One thing you could count on when you have a thousand kids in a school is that there would be some fights. For the guys, it was usually mother fights. Someone would say something about someone’s mother and punches would fly. Usually after they got in a couple swings they would immediately break it up when a teacher stepped between them. With the girls it was different. These confrontations usually revolved around a boyfriend and the ignition point was when bitch and whore was screamed. We always hated to break up the girl fights because they wouldn’t quit. The best technique I learned was to grab a handful of hair and start pulling them away. They always came quickly because it hurt and for my behalf it didn’t leave any marks for them to complain to the administrators and parents about. You also didn’t mistakenly grab any body parts that you could be sued for later.
After the Culumbine tragedy occurred in Colorado where a couple of students killed more than a dozen of their classmates, people began to look at their public schools differently. Instead of a safe haven, they saw them as places where the worst can happen.

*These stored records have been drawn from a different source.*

/// A number produced by reading numeric text or coercing a value.
#[derive(Debug, Clone, Copy, PartialEq)]
pub enum Numeric {
    /// Integer form.
    Numbr(i64),
    /// Floating-point form.
    Numbar(f64),
}

impl Numeric {
    /// Returns the number as an `f64`, widening integers.
    #[must_use]
    pub const fn as_f64(self) -> f64 {
        match self {
            Self::Numbr(n) => i64_to_f64(n),
            Self::Numbar(n) => n,
        }
    }

    /// Returns the number as an `i64`, truncating floats toward zero.
    ///
    /// `None` when the float is not finite or lies outside the `i64` range.
    #[must_use]
    pub fn truncate(self) -> Option<i64> {
        match self {
            Self::Numbr(n) => Some(n),
            Self::Numbar(n) => f64_to_i64_truncated(n),
        }
    }

    /// Returns `true` for `0` and `0.0`.
    #[must_use]
    pub fn is_zero(self) -> bool {
        match self {
            Self::Numbr(n) => n == 0,
            Self::Numbar(n) => n == 0.0,
        }
    }
}

/// Returns `true` when numeric text should be read as a NUMBAR.
///
/// Text containing a decimal point or an exponent marker is fractional.
#[must_use]
pub fn is_fractional_text(text: &str) -> bool {
    text.contains(['.', 'e', 'E'])
}

/// Reads numeric text such as `"42"`, `"-7"`, `"2.5"` or `"1e3"`.
///
/// Surrounding whitespace is ignored. Text that is empty, contains anything
/// besides digits, signs, `.` and exponent markers, or does not fit its type
/// yields `None`.
///
/// ## Example
/// ```
/// use lolterpreter::util::num::{Numeric, parse_numeric};
///
/// assert_eq!(parse_numeric("42"), Some(Numeric::Numbr(42)));
/// assert_eq!(parse_numeric(" 2.5 "), Some(Numeric::Numbar(2.5)));
/// assert_eq!(parse_numeric("1e3"), Some(Numeric::Numbar(1000.0)));
/// assert_eq!(parse_numeric("CATS"), None);
/// assert_eq!(parse_numeric("inf"), None);
/// assert_eq!(parse_numeric(""), None);
/// ```
#[must_use]
pub fn parse_numeric(text: &str) -> Option<Numeric> {
    let text = text.trim();
    if text.is_empty()
       || !text.chars()
               .all(|c| c.is_ascii_digit() || matches!(c, '+' | '-' | '.' | 'e' | 'E'))
    {
        return None;
    }

    if is_fractional_text(text) {
        text.parse::<f64>()
            .ok()
            .filter(|n| n.is_finite())
            .map(Numeric::Numbar)
    } else {
        text.parse::<i64>().ok().map(Numeric::Numbr)
    }
}

/// Converts an `i64` to the nearest `f64`.
#[allow(clippy::cast_precision_loss)]
#[must_use]
pub const fn i64_to_f64(value: i64) -> f64 {
    value as f64
}

/// Truncates an `f64` toward zero if the result fits in an `i64`.
///
/// ## Returns
/// - `Some(i64)`: The truncated value.
/// - `None`: If the value is NaN, infinite or out of range.
///
/// ## Example
/// ```
/// use lolterpreter::util::num::f64_to_i64_truncated;
///
/// assert_eq!(f64_to_i64_truncated(3.9), Some(3));
/// assert_eq!(f64_to_i64_truncated(-3.9), Some(-3));
/// assert_eq!(f64_to_i64_truncated(1e20), None);
/// assert_eq!(f64_to_i64_truncated(f64::NAN), None);
/// ```
#[allow(clippy::cast_possible_truncation)]
#[allow(clippy::cast_precision_loss)]
#[must_use]
pub fn f64_to_i64_truncated(value: f64) -> Option<i64> {
    if !value.is_finite() {
        return None;
    }
    let value = value.trunc();
    // i64::MAX rounds up to 2^63 as an f64, so the upper bound is exclusive.
    if value < i64::MIN as f64 || value >= i64::MAX as f64 {
        return None;
    }
    Some(value as i64)
}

Actually, even after these horrible incidents, schools are still the safest place for young people to be. Less bad things happen at school compared to if they were home or on the roads.
Right after that episode happened we had a nut call in a bomb threat against the high school to the police during the night. The state police came in and did a thorough search with their dogs and pronounced the building bomb free. Just to make sure, all the doors were locked except two and every kid’s bag was searched when they came in the building in the morning. I was manning one of the doors when I spotted Jimmy, one of my students, coming across the parking lot with a microwave on his shoulders. Jimmy who didn’t know what the situation was, couldn’t understand what the fuss was all about. He was just going to make some ‘smores in ag class.
Halfway through the morning word came down that we had another bomb threat so we began herding the students to the gym. Which I thought was dumb because how did they know that that was a safe area? I had opened some of those lockers before and I was sure that some of them were at critical mass. Somehow word got out in the community that we were being attacked and mothers began arriving, screaming for their babies. Of course no bomb was found, and it’s still my contention that no bomb threat, phoned into a school has ever gone off in the history of our county. Think about it.
The next day the police were at my classroom door. It turned out that one of my students had left after my class, went across the street and called in the threat. It does my heart good knowing that I may have inspired one of my students to note-worthy things. Maybe he just thought that the best thing that could happen in my class was for it to blown to bits. He may have been right.
I thoroughly enjoyed my teaching career but found that this old dog had trouble adapting to the new demands of the job. When twenty to thirty per cent of the kids are diagnosed as having some kind of learning disability I found I didn’t have the talent to teach to their individual needs. I hope the better-trained new teachers will be able to do the job and I’m sure they will.